*Task directions:* The answer is a number and nothing else: the count of lines in these entries containing the word "const".

(Data records)

"""

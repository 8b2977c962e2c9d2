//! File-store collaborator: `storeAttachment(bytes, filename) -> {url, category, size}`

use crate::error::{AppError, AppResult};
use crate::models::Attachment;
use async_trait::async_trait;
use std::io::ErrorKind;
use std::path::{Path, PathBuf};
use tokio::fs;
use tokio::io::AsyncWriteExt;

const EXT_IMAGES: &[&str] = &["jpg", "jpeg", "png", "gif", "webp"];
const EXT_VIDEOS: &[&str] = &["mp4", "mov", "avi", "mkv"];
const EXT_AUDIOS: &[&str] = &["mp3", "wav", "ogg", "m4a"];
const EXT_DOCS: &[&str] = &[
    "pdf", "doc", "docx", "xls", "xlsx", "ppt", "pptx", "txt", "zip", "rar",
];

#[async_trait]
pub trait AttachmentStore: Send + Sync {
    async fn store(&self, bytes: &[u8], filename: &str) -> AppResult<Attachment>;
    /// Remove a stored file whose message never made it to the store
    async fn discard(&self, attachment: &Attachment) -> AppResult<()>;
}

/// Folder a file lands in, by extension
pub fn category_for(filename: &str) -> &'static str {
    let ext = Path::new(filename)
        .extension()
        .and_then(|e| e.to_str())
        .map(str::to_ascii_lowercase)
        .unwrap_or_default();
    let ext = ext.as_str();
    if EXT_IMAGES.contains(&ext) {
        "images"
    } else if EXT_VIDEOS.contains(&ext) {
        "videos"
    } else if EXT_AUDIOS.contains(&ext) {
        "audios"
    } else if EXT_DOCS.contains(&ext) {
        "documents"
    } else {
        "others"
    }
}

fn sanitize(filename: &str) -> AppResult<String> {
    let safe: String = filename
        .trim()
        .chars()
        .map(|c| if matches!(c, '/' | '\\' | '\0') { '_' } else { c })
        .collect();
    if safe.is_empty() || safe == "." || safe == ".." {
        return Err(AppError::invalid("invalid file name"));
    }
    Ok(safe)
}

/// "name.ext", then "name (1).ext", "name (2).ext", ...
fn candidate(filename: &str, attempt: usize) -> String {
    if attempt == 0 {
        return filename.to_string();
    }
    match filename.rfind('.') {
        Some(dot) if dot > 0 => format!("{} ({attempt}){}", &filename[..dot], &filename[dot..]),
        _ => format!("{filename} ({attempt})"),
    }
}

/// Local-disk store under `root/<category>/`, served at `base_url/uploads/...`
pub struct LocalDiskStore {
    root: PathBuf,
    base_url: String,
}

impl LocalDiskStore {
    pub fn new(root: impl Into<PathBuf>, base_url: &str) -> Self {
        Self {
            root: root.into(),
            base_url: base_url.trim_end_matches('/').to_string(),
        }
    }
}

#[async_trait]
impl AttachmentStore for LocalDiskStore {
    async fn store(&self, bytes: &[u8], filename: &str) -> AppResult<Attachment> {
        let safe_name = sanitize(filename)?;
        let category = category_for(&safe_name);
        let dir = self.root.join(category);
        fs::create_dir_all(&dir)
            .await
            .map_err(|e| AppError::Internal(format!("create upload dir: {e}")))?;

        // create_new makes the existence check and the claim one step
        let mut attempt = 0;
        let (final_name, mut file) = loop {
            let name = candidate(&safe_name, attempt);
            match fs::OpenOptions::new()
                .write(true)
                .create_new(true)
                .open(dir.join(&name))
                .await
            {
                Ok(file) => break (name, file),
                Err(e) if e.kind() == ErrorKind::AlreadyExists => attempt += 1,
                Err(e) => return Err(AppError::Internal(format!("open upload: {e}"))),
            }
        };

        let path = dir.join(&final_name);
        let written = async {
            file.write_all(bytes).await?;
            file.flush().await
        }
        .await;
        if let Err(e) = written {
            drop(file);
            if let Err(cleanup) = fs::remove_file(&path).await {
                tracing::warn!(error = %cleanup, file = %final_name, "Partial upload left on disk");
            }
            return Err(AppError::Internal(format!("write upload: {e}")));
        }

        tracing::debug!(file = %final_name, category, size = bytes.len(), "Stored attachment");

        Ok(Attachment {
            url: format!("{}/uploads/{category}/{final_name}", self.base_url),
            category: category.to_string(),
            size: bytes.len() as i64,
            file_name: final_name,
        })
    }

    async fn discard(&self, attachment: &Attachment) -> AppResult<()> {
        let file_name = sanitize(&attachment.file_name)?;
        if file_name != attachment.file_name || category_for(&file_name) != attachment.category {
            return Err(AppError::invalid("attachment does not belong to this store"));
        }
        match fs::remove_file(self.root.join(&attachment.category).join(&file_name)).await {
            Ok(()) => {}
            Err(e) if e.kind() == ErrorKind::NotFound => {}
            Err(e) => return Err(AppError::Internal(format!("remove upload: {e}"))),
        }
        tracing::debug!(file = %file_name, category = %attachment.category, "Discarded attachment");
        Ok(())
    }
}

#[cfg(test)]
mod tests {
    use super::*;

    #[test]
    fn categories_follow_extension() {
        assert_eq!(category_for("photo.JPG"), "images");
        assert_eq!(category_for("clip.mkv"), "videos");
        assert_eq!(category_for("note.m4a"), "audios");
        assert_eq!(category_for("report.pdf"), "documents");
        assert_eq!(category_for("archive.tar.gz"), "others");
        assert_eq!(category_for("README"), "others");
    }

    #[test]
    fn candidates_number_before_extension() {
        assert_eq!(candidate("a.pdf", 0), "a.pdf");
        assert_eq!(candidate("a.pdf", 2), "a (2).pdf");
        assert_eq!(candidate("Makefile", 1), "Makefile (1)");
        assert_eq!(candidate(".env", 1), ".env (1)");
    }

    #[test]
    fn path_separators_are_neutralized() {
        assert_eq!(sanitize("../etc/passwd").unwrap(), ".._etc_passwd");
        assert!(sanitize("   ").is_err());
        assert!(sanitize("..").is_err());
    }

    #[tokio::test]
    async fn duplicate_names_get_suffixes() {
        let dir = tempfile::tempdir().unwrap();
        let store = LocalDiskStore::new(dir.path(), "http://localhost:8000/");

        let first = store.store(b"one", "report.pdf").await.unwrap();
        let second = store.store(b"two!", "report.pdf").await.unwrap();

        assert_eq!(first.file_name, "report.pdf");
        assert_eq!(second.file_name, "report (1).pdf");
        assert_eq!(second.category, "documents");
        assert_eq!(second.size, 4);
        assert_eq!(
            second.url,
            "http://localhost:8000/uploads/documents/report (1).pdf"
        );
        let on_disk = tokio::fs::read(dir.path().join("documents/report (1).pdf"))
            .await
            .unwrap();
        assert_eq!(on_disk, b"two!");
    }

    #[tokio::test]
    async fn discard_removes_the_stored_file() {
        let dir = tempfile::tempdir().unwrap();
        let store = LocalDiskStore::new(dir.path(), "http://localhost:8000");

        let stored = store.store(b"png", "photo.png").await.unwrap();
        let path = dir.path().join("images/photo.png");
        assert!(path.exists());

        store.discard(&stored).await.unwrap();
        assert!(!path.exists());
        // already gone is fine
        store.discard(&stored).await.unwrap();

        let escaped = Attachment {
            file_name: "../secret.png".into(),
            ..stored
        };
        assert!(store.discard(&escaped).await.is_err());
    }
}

"""

*Written answer:* 4